Dritan Hoxha Media Foundation
- Founded: December 2010
- Founders: Hoxha family
- Type: Non-profit organization
- Focus: media culture education
- Headquarters: Tirana, Albania
- Administrator: Vjollca Hoxha
- General director: Sara Hoxha
- Parent organization: Top Media Group
- Website: https://fm-dritanhoxha.al

= Dritan Hoxha Media Foundation =

Albanian media foundation founded in 2010

The Dritan Hoxha Foundation (Fondacioni Dritan Hoxha) is an Albanian non-profit foundation established in December 2010. It operates in the fields of media and culture and is affiliated with Top Media. The foundation is named after Dritan Hoxha, founder of Top Media, following his death.
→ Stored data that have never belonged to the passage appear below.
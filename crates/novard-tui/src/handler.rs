use anyhow::Result;
use crossterm::event::{KeyCode, KeyEvent, KeyModifiers, MouseEvent, MouseEventKind};
use ratatui::layout::Rect;

use crate::app::{Action, App, FocusPane, FormField, InputMode, Screen, TextInput};
use crate::tui::AppEvent;

pub async fn handle_event(app: &mut App, event: AppEvent) -> Result<()> {
    match event {
        AppEvent::Key(key) => handle_key(app, key),
        AppEvent::Mouse(mouse) => handle_mouse(app, mouse),
        AppEvent::Resize => {}
        AppEvent::Tick => {
            app.tick_animation();
            app.poll_chat_task().await;
        }
    }
    Ok(())
}

fn handle_key(app: &mut App, key: KeyEvent) {
    // Global keys that work in any mode
    if key.code == KeyCode::Char('c') && key.modifiers.contains(KeyModifiers::CONTROL) {
        app.should_quit = true;
        return;
    }

    // Popups take the keyboard, most recent first
    if app.alert.is_some() {
        if matches!(key.code, KeyCode::Enter | KeyCode::Esc | KeyCode::Char('q') | KeyCode::Char(' ')) {
            app.alert = None;
        }
        return;
    }
    if app.resolve_notes.is_some() {
        handle_resolve_popup(app, key);
        return;
    }
    if app.create_form.is_some() {
        handle_create_form(app, key);
        return;
    }

    match (app.screen, app.input_mode) {
        (Screen::Doubts, InputMode::Normal) => handle_doubts_normal(app, key),
        (Screen::Doubts, InputMode::Editing) => handle_reply_editing(app, key),
        (Screen::Chat, InputMode::Normal) => handle_chat_normal(app, key),
        (Screen::Chat, InputMode::Editing) => handle_chat_editing(app, key),
    }
}

/// Cursor movement and character entry shared by every text field.
/// Returns false for keys it does not handle.
fn edit_input(input: &mut TextInput, key: KeyEvent) -> bool {
    match key.code {
        KeyCode::Backspace => input.backspace(),
        KeyCode::Delete => input.delete(),
        KeyCode::Left => input.left(),
        KeyCode::Right => input.right(),
        KeyCode::Home => input.home(),
        KeyCode::End => input.end(),
        KeyCode::Char(c) if !key.modifiers.contains(KeyModifiers::CONTROL) => input.insert(c),
        _ => return false,
    }
    true
}

fn handle_doubts_normal(app: &mut App, key: KeyEvent) {
    match key.code {
        KeyCode::Char('q') => app.should_quit = true,

        // Navigation
        KeyCode::Char('j') | KeyCode::Down => match app.focus {
            FocusPane::List => app.list_down(),
            FocusPane::Thread => app.detail_scroll = app.detail_scroll.saturating_add(1),
        },
        KeyCode::Char('k') | KeyCode::Up => match app.focus {
            FocusPane::List => app.list_up(),
            FocusPane::Thread => app.detail_scroll = app.detail_scroll.saturating_sub(1),
        },
        KeyCode::Char('g') => match app.focus {
            FocusPane::List => app.list_first(),
            FocusPane::Thread => app.detail_scroll = 0,
        },
        KeyCode::Char('G') => match app.focus {
            FocusPane::List => app.list_last(),
            FocusPane::Thread => app.detail_scroll = u16::MAX,
        },
        KeyCode::Char('d') if key.modifiers.contains(KeyModifiers::CONTROL) => {
            app.detail_scroll = app.detail_scroll.saturating_add(10);
        }
        KeyCode::Char('u') if key.modifiers.contains(KeyModifiers::CONTROL) => {
            app.detail_scroll = app.detail_scroll.saturating_sub(10);
        }

        KeyCode::Enter | KeyCode::Char('l') | KeyCode::Right => {
            if app.focus == FocusPane::List {
                app.select_highlighted();
            }
        }
        KeyCode::Char('h') | KeyCode::Left => app.focus = FocusPane::List,
        KeyCode::Tab => {
            app.focus = match app.focus {
                FocusPane::List => FocusPane::Thread,
                FocusPane::Thread => FocusPane::List,
            };
        }

        // Doubt actions
        KeyCode::Char('f') => app.cycle_filter(),
        KeyCode::Char('r') => app.refresh(),
        KeyCode::Char('n') => app.open_create_form(),
        KeyCode::Char('i') => app.start_reply(),
        KeyCode::Char('a') => app.use_ai = !app.use_ai,
        KeyCode::Char('x') => app.open_resolve(),

        KeyCode::Char('c') => app.open_chat(),
        _ => {}
    }
}

fn handle_reply_editing(app: &mut App, key: KeyEvent) {
    match key.code {
        KeyCode::Esc => app.input_mode = InputMode::Normal,
        KeyCode::Enter => app.submit_reply(),
        KeyCode::Char('a') if key.modifiers.contains(KeyModifiers::CONTROL) => {
            app.use_ai = !app.use_ai;
        }
        _ => {
            edit_input(&mut app.reply_input, key);
        }
    }
}

fn handle_resolve_popup(app: &mut App, key: KeyEvent) {
    match key.code {
        KeyCode::Esc => app.resolve_notes = None,
        KeyCode::Enter => app.submit_resolve(),
        _ => {
            if let Some(notes) = app.resolve_notes.as_mut() {
                edit_input(notes, key);
            }
        }
    }
}

fn handle_create_form(app: &mut App, key: KeyEvent) {
    let ctrl = key.modifiers.contains(KeyModifiers::CONTROL);
    let Some(form) = app.create_form.as_mut() else {
        return;
    };

    match key.code {
        KeyCode::Esc => app.create_form = None,
        KeyCode::Tab => form.field = form.field.next(),
        KeyCode::BackTab => form.field = form.field.prev(),
        KeyCode::Char('s') if ctrl => app.submit_create_form(),
        KeyCode::Char('o') if ctrl => app.queue(Action::ExtractText),
        KeyCode::Enter => {
            let field = form.field;
            match field {
                FormField::Title => form.field = FormField::Question,
                FormField::Question => form.question.insert('\n'),
                FormField::Image => app.queue(Action::ExtractText),
            }
        }
        _ => {
            edit_input(form.active_input(), key);
        }
    }
}

fn handle_chat_normal(app: &mut App, key: KeyEvent) {
    match key.code {
        KeyCode::Char('q') => app.should_quit = true,
        KeyCode::Esc | KeyCode::Char('d') | KeyCode::Tab => app.screen = Screen::Doubts,
        KeyCode::Char('i') | KeyCode::Enter => app.input_mode = InputMode::Editing,
        KeyCode::Char('j') | KeyCode::Down => {
            app.chat_follow = false;
            app.chat_scroll = app.chat_scroll.saturating_add(1);
        }
        KeyCode::Char('k') | KeyCode::Up => {
            app.chat_follow = false;
            app.chat_scroll = app.chat_scroll.saturating_sub(1);
        }
        KeyCode::Char('G') => app.chat_follow = true,
        KeyCode::Char('R') => app.restart_chat(),
        _ => {}
    }
}

fn handle_chat_editing(app: &mut App, key: KeyEvent) {
    match key.code {
        KeyCode::Esc => app.input_mode = InputMode::Normal,
        KeyCode::Enter => app.submit_chat(),
        _ => {
            edit_input(&mut app.chat_input, key);
        }
    }
}

/// Check if a point is within a rectangle
fn point_in_rect(x: u16, y: u16, rect: Rect) -> bool {
    x >= rect.x && x < rect.x + rect.width && y >= rect.y && y < rect.y + rect.height
}

fn handle_mouse(app: &mut App, mouse: MouseEvent) {
    let (x, y) = (mouse.column, mouse.row);
    let inside = |area: Option<Rect>| area.is_some_and(|r| point_in_rect(x, y, r));

    let delta: i16 = match mouse.kind {
        MouseEventKind::ScrollDown => 3,
        MouseEventKind::ScrollUp => -3,
        _ => return,
    };

    match app.screen {
        Screen::Doubts => {
            if inside(app.detail_area) {
                app.detail_scroll = app.detail_scroll.saturating_add_signed(delta);
            } else if inside(app.list_area) {
                if delta > 0 {
                    app.list_down();
                } else {
                    app.list_up();
                }
            }
        }
        Screen::Chat => {
            if inside(app.chat_area) {
                app.chat_follow = false;
                app.chat_scroll = app.chat_scroll.saturating_add_signed(delta);
            }
        }
    }
}

#[cfg(test)]
mod tests {
    use super::*;

    fn key(code: KeyCode) -> KeyEvent {
        KeyEvent::new(code, KeyModifiers::NONE)
    }

    #[test]
    fn test_edit_input_ignores_control_chords() {
        let mut input = TextInput::default();
        assert!(edit_input(&mut input, key(KeyCode::Char('x'))));
        assert!(!edit_input(
            &mut input,
            KeyEvent::new(KeyCode::Char('s'), KeyModifiers::CONTROL)
        ));
        assert!(!edit_input(&mut input, key(KeyCode::Enter)));
        assert_eq!(input.value, "x");
    }

    #[test]
    fn test_shifted_chars_are_inserted() {
        let mut input = TextInput::default();
        edit_input(&mut input, KeyEvent::new(KeyCode::Char('A'), KeyModifiers::SHIFT));
        assert_eq!(input.value, "A");
    }

    #[test]
    fn test_point_in_rect() {
        let rect = Rect::new(2, 2, 4, 3);
        assert!(point_in_rect(2, 2, rect));
        assert!(point_in_rect(5, 4, rect));
        assert!(!point_in_rect(6, 2, rect));
        assert!(!point_in_rect(1, 3, rect));
    }
}
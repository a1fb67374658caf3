//! Text extraction from images for the create-doubt form
//!
//! The engine is an external program; by default the `tesseract` CLI.
//! Failures never reach the caller as errors, only as an [`OcrStatus`].

use anyhow::{anyhow, Context, Result};
use async_trait::async_trait;
use std::path::Path;
use tokio::process::Command;
use tracing::{debug, warn};

use crate::config::Config;

#[async_trait]
pub trait TextExtractor: Send + Sync {
    async fn extract(&self, image: &Path) -> Result<String>;
}

/// Runs `<command> <image> stdout -l <language>` and reads stdout.
pub struct TesseractCli {
    command: String,
    language: String,
}

impl TesseractCli {
    pub fn new(command: impl Into<String>, language: impl Into<String>) -> Self {
        Self {
            command: command.into(),
            language: language.into(),
        }
    }

    pub fn from_config(config: &Config) -> Self {
        Self::new(&config.ocr_command, &config.ocr_language)
    }
}

#[async_trait]
impl TextExtractor for TesseractCli {
    async fn extract(&self, image: &Path) -> Result<String> {
        let mut cmd = Command::new(&self.command);
        cmd.arg(image).arg("stdout").arg("-l").arg(&self.language);

        debug!("Executing OCR command: {:?}", cmd);

        let output = cmd
            .output()
            .await
            .with_context(|| format!("Failed to execute {}", self.command))?;

        if !output.status.success() {
            let stderr = String::from_utf8_lossy(&output.stderr);
            return Err(anyhow!("{} exited with {}: {}", self.command, output.status, stderr.trim()));
        }

        Ok(String::from_utf8_lossy(&output.stdout).into_owned())
    }
}

#[derive(Debug, Clone, Copy, PartialEq, Eq)]
pub enum OcrStatus {
    NoImage,
    Extracting,
    Extracted,
    NoText,
    Failed,
}

impl OcrStatus {
    pub fn message(&self) -> &'static str {
        match self {
            OcrStatus::NoImage => "Select an image first",
            OcrStatus::Extracting => "Extracting text...",
            OcrStatus::Extracted => "Text extracted",
            OcrStatus::NoText => "No text found",
            OcrStatus::Failed => "OCR failed",
        }
    }
}

/// Extract text from `image` into `question`. The question only changes
/// when text was found.
pub async fn extract_into<E: TextExtractor + ?Sized>(
    extractor: &E,
    image: Option<&Path>,
    question: &mut String,
) -> OcrStatus {
    let Some(image) = image.filter(|p| !p.as_os_str().is_empty()) else {
        return OcrStatus::NoImage;
    };

    match extractor.extract(image).await {
        Ok(text) if text.trim().is_empty() => OcrStatus::NoText,
        Ok(text) => {
            *question = merge_text(question, &text);
            OcrStatus::Extracted
        }
        Err(e) => {
            warn!(error = %e, image = %image.display(), "OCR failed");
            OcrStatus::Failed
        }
    }
}

fn merge_text(question: &str, extracted: &str) -> String {
    let extracted = extracted.trim();
    if question.trim().is_empty() {
        extracted.to_string()
    } else {
        format!("{}\n\n{}", question.trim_end(), extracted)
    }
}

#[cfg(test)]
mod tests {
    use super::*;

    struct Fixed(&'static str);

    #[async_trait]
    impl TextExtractor for Fixed {
        async fn extract(&self, _image: &Path) -> Result<String> {
            Ok(self.0.to_string())
        }
    }

    struct Broken;

    #[async_trait]
    impl TextExtractor for Broken {
        async fn extract(&self, _image: &Path) -> Result<String> {
            Err(anyhow!("engine crashed"))
        }
    }

    #[tokio::test]
    async fn test_missing_image() {
        let mut question = "keep me".to_string();
        let status = extract_into(&Fixed("text"), None, &mut question).await;
        assert_eq!(status.message(), "Select an image first");
        assert_eq!(question, "keep me");

        let status = extract_into(&Fixed("text"), Some(Path::new("")), &mut question).await;
        assert_eq!(status, OcrStatus::NoImage);
    }

    #[tokio::test]
    async fn test_text_appended_after_blank_line() {
        let mut question = "Solve this:\n".to_string();
        let status = extract_into(&Fixed("  x + 1 = 2\n"), Some(Path::new("eq.png")), &mut question).await;
        assert_eq!(status, OcrStatus::Extracted);
        assert_eq!(question, "Solve this:\n\nx + 1 = 2");
    }

    #[tokio::test]
    async fn test_text_fills_empty_question() {
        let mut question = String::new();
        extract_into(&Fixed("x + 1 = 2"), Some(Path::new("eq.png")), &mut question).await;
        assert_eq!(question, "x + 1 = 2");
    }

    #[tokio::test]
    async fn test_blank_output_and_failure_leave_question() {
        let mut question = "original".to_string();

        let status = extract_into(&Fixed(" \n\x0c"), Some(Path::new("blank.png")), &mut question).await;
        assert_eq!(status.message(), "No text found");

        let status = extract_into(&Broken, Some(Path::new("eq.png")), &mut question).await;
        assert_eq!(status.message(), "OCR failed");
        assert_eq!(question, "original");
    }

    #[tokio::test]
    async fn test_missing_executable_is_a_failure() {
        let cli = TesseractCli::new("novard-no-such-ocr-binary", "eng");
        let mut question = String::new();
        let status = extract_into(&cli, Some(Path::new("eq.png")), &mut question).await;
        assert_eq!(status, OcrStatus::Failed);
        assert!(question.is_empty());
    }
}
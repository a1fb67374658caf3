use anyhow::{Context, Result};
use clap::{Parser, Subcommand};
use tracing::info;

mod app;
mod handler;
mod logging;
mod tui;
mod ui;

use app::App;
use novard_core::{Backend, BackendClient, Config, SessionStore};
use tui::{EventHandler, Tui, TICK_RATE};

#[derive(Parser)]
#[command(name = "novard")]
#[command(version, about = "Terminal client for the Novard career assistant")]
struct Cli {
    #[command(subcommand)]
    command: Option<Commands>,

    /// Backend URL, overriding the config file
    #[arg(long, global = true)]
    base_url: Option<String>,
}

#[derive(Subcommand)]
enum Commands {
    /// Open the doubts and chat UI (default)
    Run,
    /// Sign in and remember the account for later runs
    Login {
        #[arg(short, long)]
        email: String,
        #[arg(short, long, env = "NOVARD_PASSWORD", hide_env_values = true)]
        password: String,
    },
    /// Forget the stored account and profile
    Logout,
    /// Show the signed-in account
    Whoami,
}

#[tokio::main]
async fn main() -> Result<()> {
    let cli = Cli::parse();

    let config = Config::load()
        .context("Failed to load config")?
        .with_overrides(cli.base_url, None);
    let log_path = logging::init(&config.log_level)?;
    info!(version = env!("CARGO_PKG_VERSION"), log = %log_path.display(), "novard starting");

    let mut store = SessionStore::open_default()?;

    match cli.command.unwrap_or(Commands::Run) {
        Commands::Run => run(&config, store).await,
        Commands::Login { email, password } => login(&config, &mut store, &email, &password).await,
        Commands::Logout => {
            store.sign_out()?;
            info!("signed out");
            println!("Logged out.");
            Ok(())
        }
        Commands::Whoami => {
            let identity = store.identity()?;
            println!("{} (user {})", identity.email, identity.user_id);
            println!("backend: {}", config.base_url);
            println!("session: {}", store.path().display());
            Ok(())
        }
    }
}

async fn login(config: &Config, store: &mut SessionStore, email: &str, password: &str) -> Result<()> {
    let backend = BackendClient::new(&config.base_url, config.request_timeout())?;
    let identity = backend
        .login(email.trim(), password)
        .await
        .with_context(|| format!("Login to {} failed", backend.base_url()))?;
    store.sign_in(&identity)?;

    info!(user_id = identity.user_id, "signed in");
    println!("Logged in as {} (user {}).", identity.email, identity.user_id);
    Ok(())
}

/// Refuses to draw anything without a stored login.
async fn run(config: &Config, store: SessionStore) -> Result<()> {
    let identity = store.identity()?;
    let mut app = App::new(config, store, identity)?;

    tui::install_panic_hook();
    let mut terminal = tui::init()?;

    let result = event_loop(&mut terminal, &mut app).await;

    app.shutdown();
    tui::restore()?;
    result
}

async fn event_loop(terminal: &mut Tui, app: &mut App) -> Result<()> {
    let mut events = EventHandler::new(TICK_RATE);

    while !app.should_quit {
        terminal.draw(|frame| ui::render(app, frame))?;

        // Paint the loading state first, then do the work
        if app.is_busy() {
            app.run_pending().await;
            continue;
        }

        match events.next().await {
            Some(event) => handler::handle_event(app, event).await?,
            None => break,
        }
    }

    Ok(())
}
The organization has been involved in initiatives related to journalism, media development, culture, and charitable activities in Albania.

== History ==
The foundation was created in December 2010 by the Hoxha family to commemorate Dritan Hoxha, founder of Top Media Group. According to published reports, its establishment aimed to support activities related to media development and cultural initiatives in Albania.

== Activities ==
The foundation has been involved in various activities, including:
- Media-related training initiatives
- Cultural and artistic projects
- Public discussions on social and media-related topics
- Support for journalism and media forums
- Assistance for selected cultural and artistic projects
- Charitable initiatives aimed at individuals and families in need

== Television projects ==
The foundation has supported or collaborated on several television projects broadcast in Albania, including:
- StarTop (2022), a program focused on technology, innovation, and entrepreneurship.
- Në Sofrën Shqiptare (2024), a television series exploring Albanian culinary traditions and regional food culture.
- Jashtë Vijës së Verdhë (2024), a documentary-style program focusing on areas outside central Tirana.